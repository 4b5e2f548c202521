// FICHIER : src-api/src/api/handlers.rs

use super::response::{self, ApiError};
use super::router;
use super::AppState;
use crate::collections::CollectionsManager;
use crate::utils::prelude::*;
use axum::body::Bytes;
use axum::extract::{Query, State};
use axum::http::{Method, StatusCode, Uri};
use axum::response::{IntoResponse, Response};
use axum::Json;
use std::collections::HashMap;

/// Point d'entrée unique : toutes les requêtes arrivent ici puis sont
/// aiguillées selon `{ collection, id }` et la méthode.
pub async fn dispatch(
    State(state): State<AppState>,
    method: Method,
    uri: Uri,
    body: Bytes,
) -> Response {
    if method == Method::OPTIONS && router::is_api_path(uri.path()) {
        return StatusCode::OK.into_response();
    }

    match handle(&state, &method, &uri, &body).await {
        Ok(payload) => Json(payload).into_response(),
        Err(e) => ApiError::new(e, !state.config.is_production()).into_response(),
    }
}

async fn handle(state: &AppState, method: &Method, uri: &Uri, body: &[u8]) -> VitrineResult<Value> {
    let route = router::resolve(uri.path())?;
    let collection = route.collection;
    let manager = CollectionsManager::new(&state.store);
    debug!(%method, %collection, item_id = ?route.item_id, "Requête routée");

    if *method == Method::GET && route.item_id.is_none() {
        let records = manager.list(collection).await?;
        Ok(response::listing(collection, records))
    } else if *method == Method::POST && route.item_id.is_none() {
        let payload = parse_body(body)?;
        let record = manager.create(collection, payload).await?;
        Ok(response::created(collection, record))
    } else if *method == Method::DELETE {
        let id = match route.item_id {
            Some(id) => id,
            None => router::parse_item_id(query_id(uri)?.as_deref())?,
        };
        manager.delete(collection, id).await?;
        Ok(response::deleted(collection))
    } else {
        Err(AppError::MethodNotAllowed(method.to_string()))
    }
}

fn parse_body(body: &[u8]) -> VitrineResult<Value> {
    if body.iter().all(u8::is_ascii_whitespace) {
        return Err(AppError::BadRequest("Request body is required".to_string()));
    }
    serde_json::from_slice(body)
        .map_err(|e| AppError::BadRequest(format!("Invalid JSON body: {}", e)))
}

fn query_id(uri: &Uri) -> VitrineResult<Option<String>> {
    let Query(mut params) = Query::<HashMap<String, String>>::try_from_uri(uri)
        .map_err(|_| AppError::BadRequest("Invalid query string".to_string()))?;
    Ok(params.remove("id"))
}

**Problem description**
Look back at the data above. Transcribe exactly the lines starting at the line that contains "if method == Method::OPTIONS" and ending at the line that contains "let records = manager.list(collection).await?;".

**Result of the task**
    if method == Method::OPTIONS && router::is_api_path(uri.path()) {
        return StatusCode::OK.into_response();
    }

    match handle(&state, &method, &uri, &body).await {
        Ok(payload) => Json(payload).into_response(),
        Err(e) => ApiError::new(e, !state.config.is_production()).into_response(),
    }
}

async fn handle(state: &AppState, method: &Method, uri: &Uri, body: &[u8]) -> VitrineResult<Value> {
    let route = router::resolve(uri.path())?;
    let collection = route.collection;
    let manager = CollectionsManager::new(&state.store);
    debug!(%method, %collection, item_id = ?route.item_id, "Requête routée");

    if *method == Method::GET && route.item_id.is_none() {
        let records = manager.list(collection).await?;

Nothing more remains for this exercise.